- SUPPLIED MATERIAL
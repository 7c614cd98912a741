//! RunIndex: First-class run lifecycle management
//!
//! ## Design Principles
//!
//! 1. **Status Transitions**: Valid transitions are enforced (no resurrection).
//! 2. **Terminal State**: Archived is terminal - no transitions allowed.
//! 3. **Cascading Delete**: `delete_run()` removes ALL data for a run.
//!
//! ## Status Transitions
//!
//! Valid transitions:
//! - Active → Completed, Failed, Cancelled, Paused, Archived
//! - Paused → Active, Cancelled, Archived
//! - Completed → Archived
//! - Failed → Archived
//! - Cancelled → Archived
//!
//! Invalid transitions (will error):
//! - Completed → Active (no resurrection)
//! - Failed → Active (no resurrection)
//! - Archived → * (terminal state)
//!
//! ## Key Design
//!
//! - TypeTag: Run (0x05)
//! - Primary key format: `<global_namespace>:<TypeTag::Run>:<run_id>`
//! - Index key format: `<global_namespace>:<TypeTag::Run>:__idx_{type}__{value}__{run_id}`
//!
//! RunIndex uses a global namespace (not run-scoped) since it manages runs themselves.

use strata_concurrency::TransactionContext;
use strata_core::contract::{Timestamp, Version, Versioned};
use strata_core::error::{Error, Result};
use strata_core::types::{Key, Namespace, RunId, TypeTag};
use strata_core::value::Value;
use strata_durability::run_bundle::{
    filter_wal_for_run, BundleRunInfo, BundleVerifyInfo, ExportOptions, ImportedRunInfo,
    RunBundleError, RunBundleReader, RunBundleResult, RunBundleWriter, RunExportInfo,
};
use strata_durability::wal::WALEntry;
use strata_core::traits::Storage;
use strata_engine::Database;
use serde::{Deserialize, Serialize};
use std::path::Path;
use std::sync::Arc;

// ========== Global Run ID for RunIndex Operations ==========

/// Get the global RunId used for RunIndex operations
///
/// RunIndex is a global index (not scoped to any particular run),
/// so we use a nil UUID as a sentinel value.
fn global_run_id() -> RunId {
    RunId::from_bytes([0; 16])
}

/// Get the global namespace for RunIndex operations
fn global_namespace() -> Namespace {
    Namespace::for_run(global_run_id())
}

// ========== RunStatus Enum (Story #191) ==========

/// Run lifecycle status
///
/// Each run progresses through these states with enforced transitions.
/// The status determines what operations are valid on the run.
#[derive(Debug, Clone, Copy, PartialEq, Eq, Hash, Serialize, Deserialize)]
pub enum RunStatus {
    /// Run is currently executing
    Active,
    /// Run completed successfully
    Completed,
    /// Run failed with error
    Failed,
    /// Run was cancelled
    Cancelled,
    /// Run is paused (can resume)
    Paused,
    /// Run is archived (terminal, soft delete)
    Archived,
}

impl RunStatus {
    /// Check if this is a terminal status
    ///
    /// Only Archived is truly terminal - no transitions allowed from it.
    pub fn is_terminal(&self) -> bool {
        matches!(self, RunStatus::Archived)
    }

    /// Check if this is a "finished" status (completed, failed, or cancelled)
    pub fn is_finished(&self) -> bool {
        matches!(
            self,
            RunStatus::Completed | RunStatus::Failed | RunStatus::Cancelled
        )
    }

    /// Check if transition from current to target is valid
    ///
    /// ## Valid Transitions
    /// - Active: can go anywhere
    /// - Paused: can resume (Active), cancel, or archive
    /// - Completed/Failed/Cancelled: can only archive
    /// - Archived: terminal (no transitions)
    pub fn can_transition_to(&self, target: RunStatus) -> bool {
        match (self, target) {
            // From Active: can go anywhere
            (RunStatus::Active, _) => true,

            // From Paused: can resume, cancel, or archive
            (RunStatus::Paused, RunStatus::Active) => true,
            (RunStatus::Paused, RunStatus::Cancelled) => true,
            (RunStatus::Paused, RunStatus::Archived) => true,

            // From terminal-ish states: can only archive
            (RunStatus::Completed, RunStatus::Archived) => true,
            (RunStatus::Failed, RunStatus::Archived) => true,
            (RunStatus::Cancelled, RunStatus::Archived) => true,

            // Archived is terminal - no transitions allowed
            (RunStatus::Archived, _) => false,

            // All other transitions are invalid (no resurrection)
            _ => false,
        }
    }

    /// Get the string representation for indexing
    pub fn as_str(&self) -> &'static str {
        match self {
            RunStatus::Active => "Active",
            RunStatus::Completed => "Completed",
            RunStatus::Failed => "Failed",
            RunStatus::Cancelled => "Cancelled",
            RunStatus::Paused => "Paused",
            RunStatus::Archived => "Archived",
        }
    }
}

// ========== RunMetadata Struct (Story #191) ==========

/// Metadata about a run
///
/// Contains all information about a run's lifecycle,
/// relationships, and custom metadata.
#[derive(Debug, Clone, Serialize, Deserialize, PartialEq)]
pub struct RunMetadata {
    /// User-provided name/key for the run (used for lookups)
    pub name: String,
    /// Unique run identifier (UUID) for internal use and namespacing
    pub run_id: String,
    /// Parent run name if forked
    pub parent_run: Option<String>,
    /// Current status
    pub status: RunStatus,
    /// Creation timestamp (milliseconds since epoch)
    pub created_at: i64,
    /// Last update timestamp (milliseconds since epoch)
    pub updated_at: i64,
    /// Completion timestamp (if finished)
    pub completed_at: Option<i64>,
    /// User-defined tags
    pub tags: Vec<String>,
    /// Custom metadata
    pub metadata: Value,
    /// Error message if failed
    pub error: Option<String>,
    /// Internal version counter for CAS operations
    #[serde(default = "default_version")]
    pub version: u64,
}

fn default_version() -> u64 {
    1
}

impl RunMetadata {
    /// Create new run metadata with Active status
    ///
    /// Generates a new UUID for the run_id automatically.
    pub fn new(name: &str) -> Self {
        let now = Self::now();
        let run_id = RunId::new();
        Self {
            name: name.to_string(),
            run_id: run_id.to_string(),
            parent_run: None,
            status: RunStatus::Active,
            created_at: now,
            updated_at: now,
            completed_at: None,
            tags: vec![],
            metadata: Value::Null,
            error: None,
            version: 1,
        }
    }

    /// Wrap this metadata in a Versioned container
    pub fn into_versioned(self) -> Versioned<RunMetadata> {
        let version = self.version;
        let timestamp = self.updated_at;
        Versioned::with_timestamp(
            self,
            Version::counter(version),
            Timestamp::from_micros((timestamp * 1000) as u64),
        )
    }

    /// Increment version and update timestamp
    pub fn touch(&mut self) {
        self.version += 1;
        self.updated_at = Self::now();
    }

    /// Get current timestamp in milliseconds
    fn now() -> i64 {
        std::time::SystemTime::now()
            .duration_since(std::time::UNIX_EPOCH)
            .unwrap()
            .as_millis() as i64
    }
}

// ========== Serialization Helpers ==========

/// Serialize a struct to Value::String for storage
fn to_stored_value<T: Serialize>(v: &T) -> Value {
    match serde_json::to_string(v) {
        Ok(s) => Value::String(s),
        Err(_) => Value::Null,
    }
}

/// Deserialize from Value::String storage
fn from_stored_value<T: for<'de> Deserialize<'de>>(
    v: &Value,
) -> std::result::Result<T, serde_json::Error> {
    match v {
        Value::String(s) => serde_json::from_str(s),
        _ => serde_json::from_str("null"), // Will fail with appropriate error
    }
}
//! T2: Conflict Detection Tests
//!
//! Invariant T2: Concurrent writes to same key conflict.

use crate::test_utils::*;

/// Test that upsert to same key overwrites
#[test]
fn test_t2_upsert_overwrites_same_key() {
    let test_db = TestDb::new();
    let vector = test_db.vector();

    vector
        .create_collection(test_db.run_id, "embeddings", config_minilm())
        .unwrap();

    let embedding1 = seeded_random_vector(384, 111);
    let embedding2 = seeded_random_vector(384, 222);

    // First insert
    vector
        .insert(test_db.run_id, "embeddings", "key1", &embedding1, None)
        .unwrap();

    // Second insert (same key)
    vector
        .insert(test_db.run_id, "embeddings", "key1", &embedding2, None)
        .unwrap();

    // Should have the second embedding
    let entry = vector
        .get(test_db.run_id, "embeddings", "key1")
        .unwrap()
        .unwrap();

    // Verify it's embedding2, not embedding1
    assert!(
        (entry.value.embedding[0] - embedding2[0]).abs() < 1e-6,
        "T2: Upsert should overwrite with new embedding"
    );
}

/// Test count after multiple upserts to same key
#[test]
fn test_t2_upsert_same_key_count_stable() {
    let test_db = TestDb::new();
    let vector = test_db.vector();

    vector
        .create_collection(test_db.run_id, "embeddings", config_minilm())
        .unwrap();

    // Multiple upserts to same key
    for i in 0..10 {
        vector
            .insert(
                test_db.run_id,
                "embeddings",
                "key1",
                &seeded_random_vector(384, i as u64),
                None,
            )
            .unwrap();
    }

    // Count should be 1
    let count = vector.count(test_db.run_id, "embeddings").unwrap();
    assert_eq!(count, 1, "T2 VIOLATED: Multiple upserts created duplicates");
}

/// Test write-write on different keys doesn't conflict
#[test]
fn test_t2_different_keys_no_conflict() {
    let test_db = TestDb::new();
    let vector = test_db.vector();

    vector
        .create_collection(test_db.run_id, "embeddings", config_minilm())
        .unwrap();

    // Write to different keys
    for i in 0..50 {
        vector
            .insert(
                test_db.run_id,
                "embeddings",
                &format!("key_{}", i),
                &seeded_random_vector(384, i as u64),
                None,
            )
            .unwrap();
    }

    // All should exist
    let count = vector.count(test_db.run_id, "embeddings").unwrap();
    assert_eq!(count, 50, "T2: Different keys should not conflict");
}

/// Test upsert with metadata update
#[test]
fn test_t2_upsert_updates_metadata() {
    let test_db = TestDb::new();
    let vector = test_db.vector();

    vector
        .create_collection(test_db.run_id, "embeddings", config_minilm())
        .unwrap();

    // Insert with metadata v1
    vector
        .insert(
            test_db.run_id,
            "embeddings",
            "key1",
            &random_vector(384),
            Some(serde_json::json!({"version": 1})),
        )
        .unwrap();

    // Upsert with metadata v2
    vector
        .insert(
            test_db.run_id,
            "embeddings",
            "key1",
            &random_vector(384),
            Some(serde_json::json!({"version": 2})),
        )
        .unwrap();

    let entry = vector
        .get(test_db.run_id, "embeddings", "key1")
        .unwrap()
        .unwrap();

    assert_eq!(
        entry.value.metadata.unwrap()["version"],
        2,
        "T2: Upsert should update metadata"
    );
}

/// Test concurrent write simulation
#[test]
fn test_t2_simulated_concurrent_writes() {
    let test_db = TestDb::new();
    let vector = test_db.vector();

    vector
        .create_collection(test_db.run_id, "embeddings", config_minilm())
        .unwrap();

    // Simulate two "writers" alternating writes to same key
    for round in 0..20 {
        // Writer A
        let embedding_a = seeded_random_vector(384, round as u64 * 2);
        vector
            .insert(test_db.run_id, "embeddings", "shared_key", &embedding_a, None)
            .unwrap();

        // Writer B (same key)
        let embedding_b = seeded_random_vector(384, round as u64 * 2 + 1);
        vector
            .insert(test_db.run_id, "embeddings", "shared_key", &embedding_b, None)
            .unwrap();
    }

    // Should have exactly 1 vector
    let count = vector.count(test_db.run_id, "embeddings").unwrap();
    assert_eq!(count, 1, "T2: Concurrent writes to same key should result in single entry");

    // Should have last writer's embedding
    let entry = vector
        .get(test_db.run_id, "embeddings", "shared_key")
        .unwrap()
        .unwrap();
    let expected = seeded_random_vector(384, 39); // Last write: round 19, writer B = 19*2+1 = 39
    assert!(
        (entry.value.embedding[0] - expected[0]).abs() < 1e-6,
        "T2: Should have last writer's embedding"
    );
}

- WORK ITEM
Search the records above for the string "Versioned" and copy each line that holds it.

- SOLUTION TO THE PROBLEM
use strata_core::contract::{Timestamp, Version, Versioned};
    /// Wrap this metadata in a Versioned container
    pub fn into_versioned(self) -> Versioned<RunMetadata> {
        Versioned::with_timestamp(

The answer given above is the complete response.